---- PROVIDED INFORMATION

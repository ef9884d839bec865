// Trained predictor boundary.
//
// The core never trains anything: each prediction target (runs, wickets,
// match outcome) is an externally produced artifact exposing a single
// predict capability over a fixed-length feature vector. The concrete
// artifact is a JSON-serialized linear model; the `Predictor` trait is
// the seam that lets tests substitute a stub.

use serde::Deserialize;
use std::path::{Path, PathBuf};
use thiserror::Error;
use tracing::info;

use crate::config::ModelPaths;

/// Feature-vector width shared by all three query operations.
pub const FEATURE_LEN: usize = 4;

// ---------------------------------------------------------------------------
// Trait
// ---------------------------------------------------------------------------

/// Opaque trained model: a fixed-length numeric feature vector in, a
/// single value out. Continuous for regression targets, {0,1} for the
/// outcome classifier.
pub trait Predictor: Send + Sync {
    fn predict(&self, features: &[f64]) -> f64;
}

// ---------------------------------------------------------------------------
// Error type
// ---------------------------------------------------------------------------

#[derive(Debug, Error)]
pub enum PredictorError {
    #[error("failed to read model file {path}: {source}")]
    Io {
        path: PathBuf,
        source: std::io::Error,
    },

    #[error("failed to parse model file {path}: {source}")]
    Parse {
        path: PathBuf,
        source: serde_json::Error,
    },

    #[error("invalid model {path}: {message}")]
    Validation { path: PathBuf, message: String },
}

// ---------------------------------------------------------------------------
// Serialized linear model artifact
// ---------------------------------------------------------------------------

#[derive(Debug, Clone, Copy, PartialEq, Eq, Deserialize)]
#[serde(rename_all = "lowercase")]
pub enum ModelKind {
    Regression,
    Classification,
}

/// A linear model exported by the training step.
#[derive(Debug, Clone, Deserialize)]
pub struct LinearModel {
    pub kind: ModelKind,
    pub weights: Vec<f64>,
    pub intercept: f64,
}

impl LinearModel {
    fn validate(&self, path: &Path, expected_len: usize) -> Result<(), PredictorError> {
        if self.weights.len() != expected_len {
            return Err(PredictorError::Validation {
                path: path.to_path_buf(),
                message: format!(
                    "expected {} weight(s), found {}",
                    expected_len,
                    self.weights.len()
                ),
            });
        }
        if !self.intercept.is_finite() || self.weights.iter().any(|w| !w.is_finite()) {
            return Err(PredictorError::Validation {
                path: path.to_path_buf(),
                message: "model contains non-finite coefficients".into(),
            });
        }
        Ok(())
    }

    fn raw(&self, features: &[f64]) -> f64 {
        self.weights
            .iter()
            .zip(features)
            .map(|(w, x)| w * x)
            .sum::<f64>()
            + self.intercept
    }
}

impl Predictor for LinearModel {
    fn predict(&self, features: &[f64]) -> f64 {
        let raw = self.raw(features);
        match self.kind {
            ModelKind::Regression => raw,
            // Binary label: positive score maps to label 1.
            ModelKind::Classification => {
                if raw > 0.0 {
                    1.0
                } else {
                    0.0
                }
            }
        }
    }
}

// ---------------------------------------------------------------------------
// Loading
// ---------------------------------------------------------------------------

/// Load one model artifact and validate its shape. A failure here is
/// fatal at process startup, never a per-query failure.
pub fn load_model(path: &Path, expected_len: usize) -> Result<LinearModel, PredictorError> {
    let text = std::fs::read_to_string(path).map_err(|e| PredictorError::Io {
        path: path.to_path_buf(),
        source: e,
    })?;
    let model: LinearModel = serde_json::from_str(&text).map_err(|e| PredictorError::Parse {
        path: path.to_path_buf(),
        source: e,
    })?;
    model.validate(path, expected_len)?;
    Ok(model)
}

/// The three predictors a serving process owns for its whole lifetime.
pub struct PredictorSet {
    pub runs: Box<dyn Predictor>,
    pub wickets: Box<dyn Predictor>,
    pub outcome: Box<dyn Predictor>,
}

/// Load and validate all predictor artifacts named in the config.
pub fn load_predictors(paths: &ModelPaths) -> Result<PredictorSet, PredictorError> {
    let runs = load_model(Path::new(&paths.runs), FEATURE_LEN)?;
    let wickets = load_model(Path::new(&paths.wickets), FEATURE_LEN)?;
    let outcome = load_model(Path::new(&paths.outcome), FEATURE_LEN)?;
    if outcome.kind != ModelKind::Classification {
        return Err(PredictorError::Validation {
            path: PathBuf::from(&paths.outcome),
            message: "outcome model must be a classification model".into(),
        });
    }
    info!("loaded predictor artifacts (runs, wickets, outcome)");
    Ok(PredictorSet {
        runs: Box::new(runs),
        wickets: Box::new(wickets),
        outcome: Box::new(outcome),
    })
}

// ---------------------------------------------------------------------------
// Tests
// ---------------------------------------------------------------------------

--------
---- PROVIDED INFORMATION

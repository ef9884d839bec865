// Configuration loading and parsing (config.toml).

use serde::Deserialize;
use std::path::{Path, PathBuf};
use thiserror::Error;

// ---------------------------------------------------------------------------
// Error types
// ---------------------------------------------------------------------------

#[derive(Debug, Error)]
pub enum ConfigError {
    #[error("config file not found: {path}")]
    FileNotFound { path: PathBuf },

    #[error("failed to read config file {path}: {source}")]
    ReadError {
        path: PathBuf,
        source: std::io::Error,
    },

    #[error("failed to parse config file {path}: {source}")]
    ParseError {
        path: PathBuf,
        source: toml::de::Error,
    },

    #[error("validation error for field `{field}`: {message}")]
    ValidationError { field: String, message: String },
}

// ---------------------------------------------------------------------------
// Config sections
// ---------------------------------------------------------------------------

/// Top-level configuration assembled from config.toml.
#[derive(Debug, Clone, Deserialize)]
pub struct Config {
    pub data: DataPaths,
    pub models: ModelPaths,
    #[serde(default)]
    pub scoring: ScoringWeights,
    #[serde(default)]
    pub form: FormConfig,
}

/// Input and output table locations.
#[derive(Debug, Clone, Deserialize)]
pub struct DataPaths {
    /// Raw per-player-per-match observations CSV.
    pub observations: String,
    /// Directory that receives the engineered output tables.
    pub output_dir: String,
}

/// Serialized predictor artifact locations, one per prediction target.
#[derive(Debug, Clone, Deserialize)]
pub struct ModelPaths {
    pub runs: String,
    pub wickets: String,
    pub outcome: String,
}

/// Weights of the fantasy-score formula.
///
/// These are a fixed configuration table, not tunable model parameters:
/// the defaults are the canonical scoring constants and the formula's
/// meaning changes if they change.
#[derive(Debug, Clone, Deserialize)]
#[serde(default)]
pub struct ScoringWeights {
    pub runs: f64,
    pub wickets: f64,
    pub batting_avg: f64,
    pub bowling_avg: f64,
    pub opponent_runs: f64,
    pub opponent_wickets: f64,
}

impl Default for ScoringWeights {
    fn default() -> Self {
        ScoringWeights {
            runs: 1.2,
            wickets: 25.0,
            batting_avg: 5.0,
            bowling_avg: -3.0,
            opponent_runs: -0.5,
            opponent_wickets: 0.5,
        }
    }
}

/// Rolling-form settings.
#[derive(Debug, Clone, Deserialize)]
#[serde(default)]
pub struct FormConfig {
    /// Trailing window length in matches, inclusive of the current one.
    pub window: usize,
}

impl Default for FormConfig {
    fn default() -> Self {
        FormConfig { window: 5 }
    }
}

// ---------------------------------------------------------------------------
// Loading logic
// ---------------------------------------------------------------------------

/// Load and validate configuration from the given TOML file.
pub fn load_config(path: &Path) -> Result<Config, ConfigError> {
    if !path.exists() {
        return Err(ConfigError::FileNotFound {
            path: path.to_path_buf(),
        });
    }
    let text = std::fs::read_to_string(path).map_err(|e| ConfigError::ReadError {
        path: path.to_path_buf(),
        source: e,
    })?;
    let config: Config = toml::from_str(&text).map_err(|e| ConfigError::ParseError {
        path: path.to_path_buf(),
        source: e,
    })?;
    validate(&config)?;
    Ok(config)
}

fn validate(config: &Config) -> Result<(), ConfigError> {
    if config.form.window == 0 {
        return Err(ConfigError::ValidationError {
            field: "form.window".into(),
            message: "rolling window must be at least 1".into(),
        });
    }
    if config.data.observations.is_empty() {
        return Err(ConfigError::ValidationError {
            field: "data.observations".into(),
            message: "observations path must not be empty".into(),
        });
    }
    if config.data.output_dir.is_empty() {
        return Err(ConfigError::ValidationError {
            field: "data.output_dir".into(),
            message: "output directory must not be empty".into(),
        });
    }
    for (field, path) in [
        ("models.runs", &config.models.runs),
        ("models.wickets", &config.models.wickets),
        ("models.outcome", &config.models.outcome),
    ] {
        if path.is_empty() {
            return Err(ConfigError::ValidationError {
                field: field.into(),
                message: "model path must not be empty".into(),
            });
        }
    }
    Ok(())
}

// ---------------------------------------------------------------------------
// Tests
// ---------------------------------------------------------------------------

--------

TASK BRIEF:
Each line of the data that holds "Result" should be reported.

SOLUTION:
    fn validate(&self, path: &Path, expected_len: usize) -> Result<(), PredictorError> {
pub fn load_model(path: &Path, expected_len: usize) -> Result<LinearModel, PredictorError> {
pub fn load_predictors(paths: &ModelPaths) -> Result<PredictorSet, PredictorError> {
pub fn load_config(path: &Path) -> Result<Config, ConfigError> {
fn validate(config: &Config) -> Result<(), ConfigError> {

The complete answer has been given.